BioRuby MAF blog

Multiple Alignment Format support for BioRuby and bio-alignment

First Milestone

| Comments

It’s the end of my first week of actual development work, and I’m happy with my progress. My first milestone, for batch MAF conversion to FASTA, is complete. I started with a simple line-based parser, and then spent some time developing a faster one; my MAF parser now appears to be quite competitive in performance. I can now convert simple MAF files to FASTA with output matching that from the Galaxy tools. And I’m fairly confident in its correctness, with RSpec unit tests and Cucumber features specifying its behavior relatively completely.

Parser development

My initial approach was to simply process the file line-by-line, calling IO#readline each time. This turned out to be a little more cumbersome than I expected. Also, there was a discussion on the Biopython list of the usefulness of BGZF blocked compression for MAF files, which would not fit well with such a linear line-oriented approach. Inspired by Dmitry Vyukov’s Wide Finder 2 entry, I wrote a new parser which reads the file in 8 MB chunks. It immediately locates the start of the last MAF alignment block in that chunk, and then proceeds to scan through the chunk, parsing an alignment block at a time, until the last block is reached. When it reaches the last block, it joins the block fragments at the end of one chunk and the beginning of the next chunk.

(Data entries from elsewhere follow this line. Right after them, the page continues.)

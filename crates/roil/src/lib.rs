//! Roil: a 2D incompressible fluid solver for real-time interactive use.
//!
//! Implements the "stable fluids" semi-Lagrangian method: a velocity
//! field and a passively advected density field on a padded square grid,
//! advanced by implicit diffusion, backward-traced advection, and a
//! Hodge-decomposition projection. Every stage is unconditionally stable,
//! so arbitrary time steps cannot blow the simulation up.
//!
//! This is the top-level facade crate that re-exports the public API
//! from the Roil sub-crates. For most users, adding `roil` as a single
//! dependency is sufficient. Rendering, input handling, and frame pacing
//! are deliberately out of scope: an external driver injects impulses,
//! calls [`Simulation::step`](solver::Simulation::step) once per tick,
//! and reads the density view for display.
//!
//! # Quick start
//!
//! ```rust
//! use roil::prelude::*;
//!
//! let mut sim = Simulation::new(FluidConfig::new(32)).unwrap();
//!
//! // An external driver maps input events to impulses.
//! sim.inject_density(Cell::new(16, 16), 150.0).unwrap();
//! sim.inject_velocity(Cell::new(16, 16), 4.0, -2.0).unwrap();
//!
//! let report = sim.step().unwrap();
//! assert_eq!(report.tick, 1);
//! assert!(report.total_density > 0.0);
//!
//! // The renderer reads the padded (n+2) x (n+2) density view.
//! let density = sim.grid().density();
//! assert_eq!(density.len(), 34 * 34);
//! ```

#![deny(missing_docs)]
#![deny(rustdoc::broken_intra_doc_links)]
#![forbid(unsafe_code)]

/// Grid data model: fields, cells, injection, and views (`roil-grid`).
///
/// Contains [`grid::FluidGrid`], the checked [`grid::Cell`] coordinate,
/// and the [`grid::Field`] storage type.
pub use roil_grid as grid;

/// Solver stages and the step pipeline (`roil-solver`).
///
/// [`solver::Simulation`] is the main entry point; the individual stages
/// ([`solver::diffuse`], [`solver::advect`], [`solver::project`],
/// [`solver::dissipate`]) are exported for reuse and benchmarking.
pub use roil_solver as solver;

/// Common imports for typical Roil usage.
///
/// ```rust
/// use roil::prelude::*;
/// ```
pub mod prelude {
    pub use roil_grid::{Cell, Field, FluidField, FluidGrid, GridError, VelocityInjection};
    pub use roil_solver::{
        ConfigError, FluidConfig, Impulse, Simulation, StepError, StepReport, WallRule,
    };
}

For separating the alignment blocks within each chunk, using a StringScanner and regexes worked well, but for parsing the individual alignment blocks, using String#split to split the block into lines, dispatching on the first character with a case statement and plain string comparisons, and splitting lines into fields turned out to perform substantially better. I suspect the overhead of setting up a regex matching operation is the reason for this; profiling indicated that it was spending considerable time in regex operations, at any rate.

After this optimization, the chunked parser was able to parse a 315 MB file and count its MAF blocks in 10.1 s, compared to 16.0 s for the earlier line-based parser and 22.7 s for the parser from Galaxy’s bx-python library. This seems like very respectable performance.

Also, the upcoming JRuby 1.7 on Java 7 appears to have excellent performance with the chunked parser, perhaps due to the new invokedynamic support. After warming up the JVM, it averaged 16 μs per alignment block parsed, compared to 25 μs for Ruby 1.9.3. See the performance page on the project wiki for details.

Behavior-Driven Development

At the beginning of this week, I was not at all clear on when it would make sense to use Cucumber and when to use RSpec. After writing a Cucumber feature to ensure that sequence data was exposed properly, it didn’t seem worthwhile to duplicate that in RSpec. However, the chunked parser was much harder to get right than the original line-based parser, and RSpec was an invaluable tool for that.

For most of the bugs I found, I developed an RSpec specification to call for the correct behavior. Some of these could go into Cucumber just as well, such as the one stipulating that a certain alignment block should have ten sequences in it. Most, though, are about low-level details such as correct parsing of sequence lines split across chunk boundaries.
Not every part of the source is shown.